Who is eligible for the Scheme?

SMEs may be eligible if they:

  • Are involved in a commercial activity
  • Are a sole trader, partnership, franchise, co-operative or limited company
  • In the lender’s opinion have a viable business proposal
  • Are able to repay the facility

Some exclusions apply, full details of these at

SBCI Loans and the Credit Guarantee Scheme – can you do both?

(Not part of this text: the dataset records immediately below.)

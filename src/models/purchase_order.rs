use rust_decimal::Decimal;
use serde::{Deserialize, Serialize};

#[derive(Clone, Debug, Default, PartialEq, Serialize, Deserialize)]
pub struct PurchaseOrder {
    pub po_number: String,
    pub client: String,
    pub destination: String,
    pub vendor: String,
    pub ship_via: String,
    pub notes: String,
    pub lines: Vec<POLineItem>,
}

/// One purchase order line. Line numbers are 1-based and contiguous; removing
/// a line client-side resequences the survivors to 1..N.
#[derive(Clone, Debug, Default, PartialEq, Serialize, Deserialize)]
pub struct POLineItem {
    pub line_number: u32,
    pub part_id: String,
    pub description: String,
    pub quantity: Decimal,
    pub unit_cost: Decimal,
    /// Aggregated from material receipts by the backend; never entered
    /// client-side.
    pub quantity_received: Decimal,
}

/// Resequences line numbers to 1..N in current order. The form controller
/// runs this after every row removal.
pub fn resequence_lines(lines: &mut [POLineItem]) {
    for (i, line) in lines.iter_mut().enumerate() {
        line.line_number = (i + 1) as u32;
    }
}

SMEs may avail of both an SBCI loan and the Credit Guarantee Scheme, subject to approval by the relevant lender. SMEs may apply for an SBCI loan, and if they are declined, or are offered a facility that does not meet their needs for the reasons detailed above, may be offered an SBCI loan under the Credit Guarantee Scheme. Using both products allows the SME to avail of lower cost SBCI funding while providing the assurance of the Credit Guarantee Scheme to the lender.

How much does the scheme cost?

The SME borrower pays a 2% annual premium to the Government in addition to the interest rate/fee charged by the bank. For the SME, the lower cost of the SBCI loan will partially offset the cost of the premium of the Credit Guarantee Scheme.

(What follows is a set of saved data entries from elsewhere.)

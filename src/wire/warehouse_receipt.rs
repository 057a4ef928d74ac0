use serde_json::Value;
use tracing::warn;

use crate::models::{BoxItem, WarehouseReceipt};
use crate::wire::value::*;
use crate::wire::{cells, declared_count};

// Header row mapping (rows[0]).
const WR_NUMBER: usize = 0;
const CLIENT: usize = 1;
const CARRIER: usize = 2;
const TRACKING_NUMBER: usize = 3;
const RECEIVED_AT: usize = 4;
const RECEIVED_BY: usize = 5;
const HAZMAT: usize = 6;
const HAZMAT_CODE: usize = 7;
const NOTES: usize = 8;
const PO_NUMBER: usize = 9;

// Box item row mapping (rows[2..]).
const BOX_NUMBER: usize = 0;
const BOX_TYPE: usize = 1;
const BOX_LENGTH: usize = 2;
const BOX_WIDTH: usize = 3;
const BOX_HEIGHT: usize = 4;
const BOX_LOCATION: usize = 5;
const BOX_WEIGHT: usize = 6;

/// Decodes a warehouse receipt payload. Input shorter than one row yields a
/// default record with no items; the item count row (`rows[1]`) is checked
/// against the actual trailing rows and a mismatch is logged, not rejected.
pub fn decode_warehouse_receipt(rows: &[Value]) -> WarehouseReceipt {
    let header = cells(rows.first());

    let boxes: Vec<BoxItem> = if rows.len() > 2 {
        rows[2..].iter().map(decode_box_item).collect()
    } else {
        Vec::new()
    };

    if let Some(count) = declared_count(rows) {
        if count as usize != boxes.len() {
            warn!(
                declared = count,
                actual = boxes.len(),
                "warehouse receipt item count does not match trailing rows"
            );
        }
    }

    WarehouseReceipt {
        wr_number: str_at(header, WR_NUMBER),
        client: str_at(header, CLIENT),
        carrier: str_at(header, CARRIER),
        tracking_number: str_at(header, TRACKING_NUMBER),
        received_at: date_at(header, RECEIVED_AT),
        received_by: str_at(header, RECEIVED_BY),
        hazmat: yes_no_at(header, HAZMAT),
        hazmat_code: str_at(header, HAZMAT_CODE),
        notes: str_at(header, NOTES),
        po_number: str_at(header, PO_NUMBER),
        boxes,
        photo_urls: Vec::new(),
    }
}

fn decode_box_item(row: &Value) -> BoxItem {
    let c = cells(Some(row));
    BoxItem {
        number: str_at(c, BOX_NUMBER),
        box_type: str_at(c, BOX_TYPE),
        length: decimal_at(c, BOX_LENGTH),
        width: decimal_at(c, BOX_WIDTH),
        height: decimal_at(c, BOX_HEIGHT),
        location: str_at(c, BOX_LOCATION),
        weight: decimal_at(c, BOX_WEIGHT),
    }
}

/// Encodes the receipt payload in the exact wire shape the backend expects.
/// Photo URLs travel on their own endpoint and are not part of this payload.
pub fn encode_warehouse_receipt(wr: &WarehouseReceipt) -> Vec<Value> {
    let header = vec![
        Value::from(wr.wr_number.clone()),
        Value::from(wr.client.clone()),
        Value::from(wr.carrier.clone()),
        Value::from(wr.tracking_number.clone()),
        encode_date(&wr.received_at),
        Value::from(wr.received_by.clone()),
        encode_yes_no(wr.hazmat),
        Value::from(wr.hazmat_code.clone()),
        Value::from(wr.notes.clone()),
        Value::from(wr.po_number.clone()),
    ];

    let mut rows = vec![
        Value::Array(header),
        Value::Array(vec![Value::from(wr.boxes.len() as u64)]),
    ];
    for item in &wr.boxes {
        rows.push(Value::Array(vec![
            Value::from(item.number.clone()),
            Value::from(item.box_type.clone()),
            encode_decimal(&item.length),
            encode_decimal(&item.width),
            encode_decimal(&item.height),
            Value::from(item.location.clone()),
            encode_decimal(&item.weight),
        ]));
    }
    rows
}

Who makes the credit decision?

Similar to SBCI funding, the lender is ultimately responsible for the credit decision. In the event of a decline the SME has the option of (1) using the lenders internal appeals mechanism and (2) if the original decline decision is upheld referring the decision to the Credit review Office

How to apply for the scheme

The scheme is available through SBCI on-lending partners, AIB, Bank of Ireland and Ulster Bank.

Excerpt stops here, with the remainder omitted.